//! # Checklist Core Library
//!
//! Core logic for a two-person daily habit checklist. Every operation is
//! available through the standalone `checklist` binary, which is a thin
//! layer over this library.
//!
//! ## Architecture
//!
//! - **Storage**: SQLite behind an r2d2 pool, schema setup with additive
//!   migrations, TOML configuration
//! - **Stores**: objectives per date, the two daily content series, and the
//!   singleton user settings
//! - **Stats**: pure aggregation over a window of history
//! - **Dashboard**: the facade front ends use; turns read failures into
//!   fallbacks
//!
//! ## Key Components
//!
//! - [`Dashboard`]: Entry point for front ends
//! - [`Database`]: Connection pool and schema setup
//! - [`ObjectiveStore`]: Per-date objective persistence
//! - [`HistoryReport`]: Aggregated statistics for a window
//! - [`Config`]: Application configuration management

pub mod calendar;
pub mod content;
pub mod dashboard;
pub mod error;
pub mod export;
pub mod objectives;
pub mod settings;
pub mod stats;
pub mod storage;

pub use calendar::Today;
pub use content::{ContentSeries, ContentStore, DailyContent, ImportPayload, ImportSummary};
pub use dashboard::{Dashboard, TodayContent};
pub use error::{ConfigError, CoreError, DatabaseError, ValidationError};
pub use objectives::{DayObjectives, ObjectiveEntry, ObjectiveStore, Person};
pub use settings::{SettingsStore, UserMode, UserSettings};
pub use stats::{DayProgress, HistoryReport};
pub use storage::{Config, Database};
//! Singleton user settings row.

use rusqlite::{params, OptionalExtension};
use serde::{Deserialize, Serialize};

use crate::error::{DatabaseError, ValidationError};
use crate::objectives::Person;
use crate::storage::Database;

/// Who is using the tracker.
#[derive(Debug, Clone, Copy, PartialEq, Eq, Default, Serialize, Deserialize)]
#[serde(rename_all = "snake_case")]
pub enum UserMode {
    /// Both people, each column toggled independently.
    #[default]
    Family,
    /// Person A only.
    IndividualA,
    /// Person B only.
    IndividualB,
}

impl UserMode {
    pub fn as_str(self) -> &'static str {
        match self {
            UserMode::Family => "family",
            UserMode::IndividualA => "individual_a",
            UserMode::IndividualB => "individual_b",
        }
    }
}

impl std::str::FromStr for UserMode {
    type Err = ValidationError;

    fn from_str(s: &str) -> Result<Self, Self::Err> {
        match s {
            "family" => Ok(UserMode::Family),
            "individual_a" => Ok(UserMode::IndividualA),
            "individual_b" => Ok(UserMode::IndividualB),
            other => Err(ValidationError::InvalidValue {
                field: "mode".into(),
                message: format!("unknown mode '{other}'"),
            }),
        }
    }
}

/// Display settings shared by both people.
#[derive(Debug, Clone, Copy, PartialEq, Eq, Serialize, Deserialize)]
pub struct UserSettings {
    pub mode: UserMode,
    pub show_a: bool,
    pub show_b: bool,
}

impl Default for UserSettings {
    fn default() -> Self {
        Self {
            mode: UserMode::Family,
            show_a: true,
            show_b: true,
        }
    }
}

impl UserSettings {
    /// Apply the mode to the visibility toggles.
    ///
    /// Individual modes show exactly one person; family mode keeps the
    /// toggles as given.
    pub fn normalized(self) -> Self {
        match self.mode {
            UserMode::Family => self,
            UserMode::IndividualA => Self {
                show_a: true,
                show_b: false,
                ..self
            },
            UserMode::IndividualB => Self {
                show_a: false,
                show_b: true,
                ..self
            },
        }
    }

    pub fn shows(&self, person: Person) -> bool {
        match person {
            Person::A => self.show_a,
            Person::B => self.show_b,
        }
    }
}

/// Reads and replaces the settings row.
#[derive(Clone)]
pub struct SettingsStore {
    db: Database,
}

impl SettingsStore {
    pub fn new(db: Database) -> Self {
        Self { db }
    }

    /// The stored settings, inserting the default row if none exists.
    ///
    /// # Errors
    /// Returns an error if the read or the default insert fails.
    pub fn get(&self) -> Result<UserSettings, DatabaseError> {
        let stored = {
            let conn = self.db.conn()?;
            conn.query_row(
                "SELECT mode, show_a, show_b FROM user_settings ORDER BY id LIMIT 1",
                [],
                |row| {
                    Ok((
                        row.get::<_, String>(0)?,
                        row.get::<_, bool>(1)?,
                        row.get::<_, bool>(2)?,
                    ))
                },
            )
            .optional()?
        };

        match stored {
            Some((mode, show_a, show_b)) => Ok(UserSettings {
                mode: mode.parse().unwrap_or_else(|e| {
                    tracing::warn!("{e}; using family mode");
                    UserMode::Family
                }),
                show_a,
                show_b,
            }),
            None => {
                let defaults = UserSettings::default();
                self.db.with_transaction(|tx| insert(tx, &defaults))?;
                tracing::debug!("inserted default settings");
                Ok(defaults)
            }
        }
    }

    /// Replace the settings row with `settings`.
    ///
    /// # Errors
    /// Returns an error if the replace fails; the previous row is kept.
    pub fn set(&self, settings: &UserSettings) -> Result<(), DatabaseError> {
        self.db.with_transaction(|tx| {
            tx.execute("DELETE FROM user_settings", [])?;
            insert(tx, settings)
        })?;
        tracing::debug!(mode = settings.mode.as_str(), "saved settings");
        Ok(())
    }

    /// Number of settings rows; one after any `get` or `set`.
    ///
    /// # Errors
    /// Returns an error if the query fails.
    pub fn row_count(&self) -> Result<usize, DatabaseError> {
        let conn = self.db.conn()?;
        let count: i64 = conn.query_row("SELECT COUNT(*) FROM user_settings", [], |row| row.get(0))?;
        Ok(count as usize)
    }
}

fn insert(conn: &rusqlite::Connection, settings: &UserSettings) -> rusqlite::Result<()> {
    conn.execute(
        "INSERT INTO user_settings (mode, show_a, show_b) VALUES (?1, ?2, ?3)",
        params![settings.mode.as_str(), settings.show_a, settings.show_b],
    )?;
    Ok(())
}

#[cfg(test)]
mod tests {
    use super::*;

    fn store() -> SettingsStore {
        SettingsStore::new(Database::open_memory().unwrap())
    }

    #[test]
    fn get_inserts_default_row_once() {
        let store = store();
        assert_eq!(store.row_count().unwrap(), 0);
        assert_eq!(store.get().unwrap(), UserSettings::default());
        assert_eq!(store.get().unwrap(), UserSettings::default());
        assert_eq!(store.row_count().unwrap(), 1);
    }

    #[test]
    fn last_set_wins_and_keeps_one_row() {
        let store = store();
        store
            .set(&UserSettings {
                mode: UserMode::Family,
                show_a: false,
                show_b: true,
            })
            .unwrap();
        let second = UserSettings {
            mode: UserMode::IndividualB,
            show_a: false,
            show_b: true,
        };
        store.set(&second).unwrap();
        assert_eq!(store.get().unwrap(), second);
        assert_eq!(store.row_count().unwrap(), 1);
    }

    #[test]
    fn normalized_applies_mode() {
        let hidden = UserSettings {
            mode: UserMode::IndividualA,
            show_a: false,
            show_b: true,
        };
        let n = hidden.normalized();
        assert!(n.show_a && !n.show_b);

        let family = UserSettings {
            mode: UserMode::Family,
            show_a: false,
            show_b: true,
        };
        assert_eq!(family.normalized(), family);
        assert!(!family.shows(Person::A));
    }

    #[test]
    fn mode_parses_stored_names() {
        for mode in [UserMode::Family, UserMode::IndividualA, UserMode::IndividualB] {
            assert_eq!(mode.as_str().parse::<UserMode>().unwrap(), mode);
        }
        assert!("couple".parse::<UserMode>().is_err());
    }
}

> **How to complete this task**
Which lines of the listing contain the string "ObjectiveStore"? Copy each of them.

> **Expected output**
//! - [`ObjectiveStore`]: Per-date objective persistence
pub use objectives::{DayObjectives, ObjectiveEntry, ObjectiveStore, Person};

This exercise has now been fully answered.